Lead Research Organisation: UK CENTRE FOR ECOLOGY & HYDROLOGY
Department Name: Pollution (Wallingford)


Per- and poly-fluoroalkyl substances (PFAS) are a heterogenous group of contaminants of global concern. Currently, the risks posed by specific PFAS, especially in terrestrial environments, are poorly understood. Weak correlations between structure, chemical properties and toxicological effects (which may limit read-across and the use of QSARs) means new approaches are needed that can identify the more hazardous PFAS and further can support grouping for exposure and hazard assessment.

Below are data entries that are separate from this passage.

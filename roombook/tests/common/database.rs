//! Shared database test utilities.

use std::path::{Path, PathBuf};

use roombook::clock::FixedClock;
use roombook::database::{Database, DatabaseConfig};
use roombook::operations::{create_rooms, register_user};
use roombook::{BookingAllocator, KnownRooms, NewRoom, NewUser, Room, User};

use super::at;

/// A data directory holding rooms One, Two and Three (only Two allows
/// full-day bookings) and a single registered user.
#[allow(dead_code)]
pub struct Scenario {
    pub dir: tempfile::TempDir,
    pub db: Database,
    pub user: User,
    pub rooms: Vec<Room>,
}

#[allow(dead_code)]
impl Scenario {
    pub fn new() -> Self {
        let dir = tempfile::tempdir().unwrap();
        let mut db = Database::open(DatabaseConfig::in_data_dir(dir.path())).unwrap();

        let user = register_user(
            &mut db,
            &NewUser::new("Booker", "booker@example.com", "pw").unwrap(),
            &clock(),
        )
        .unwrap();

        let rooms = create_rooms(
            &mut db,
            &[
                NewRoom::new("One", "meeting"),
                NewRoom::new("Two", "meeting").with_full_day_allowed(true),
                NewRoom::new("Three", "meeting"),
            ],
        )
        .unwrap();

        Self {
            dir,
            db,
            user,
            rooms,
        }
    }

    pub fn data_dir(&self) -> &Path {
        self.dir.path()
    }

    pub fn database_path(&self) -> PathBuf {
        DatabaseConfig::in_data_dir(self.dir.path()).path
    }

    pub fn known(&self) -> KnownRooms {
        self.rooms.iter().map(|room| room.id).collect()
    }

    pub fn allocator(&self) -> BookingAllocator<FixedClock> {
        BookingAllocator::with_clock(clock(), self.known())
    }
}

/// Clock pinned to 07:00 on the scenario day.
#[allow(dead_code)]
pub fn clock() -> FixedClock {
    FixedClock::new(at(7, 0))
}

Working with 3 phylogenetically distant terrestrial taxa, we will study how 16 carefully selected PFAS from four classes bioaccumulate; interact with potential target sites (e.g. PPAR and other receptors), and how such interactions disrupt gene expression networks and metabolic systems. This integrated analysis will allow us to develop new physiological models of toxicity that can be used to classify PFAS by uptake patterns and mechanisms of action in different terrestrial species representing major branches of the tree of life. The ambitious objective of linking exposure and uptake with mechanistic toxicology at the gene and metabolite level is now tractable at the proposed scale due to the recent explosion of genome availability, increased transcriptomic and metabolomic throughput and advances in biostatistics.

In this project we will develop a mechanism of action based compound grouping for PFAS by integrating the transcriptomic, metabolic, cellular and apical effects of exposure on 3 taxonomically diverse terrestrial species.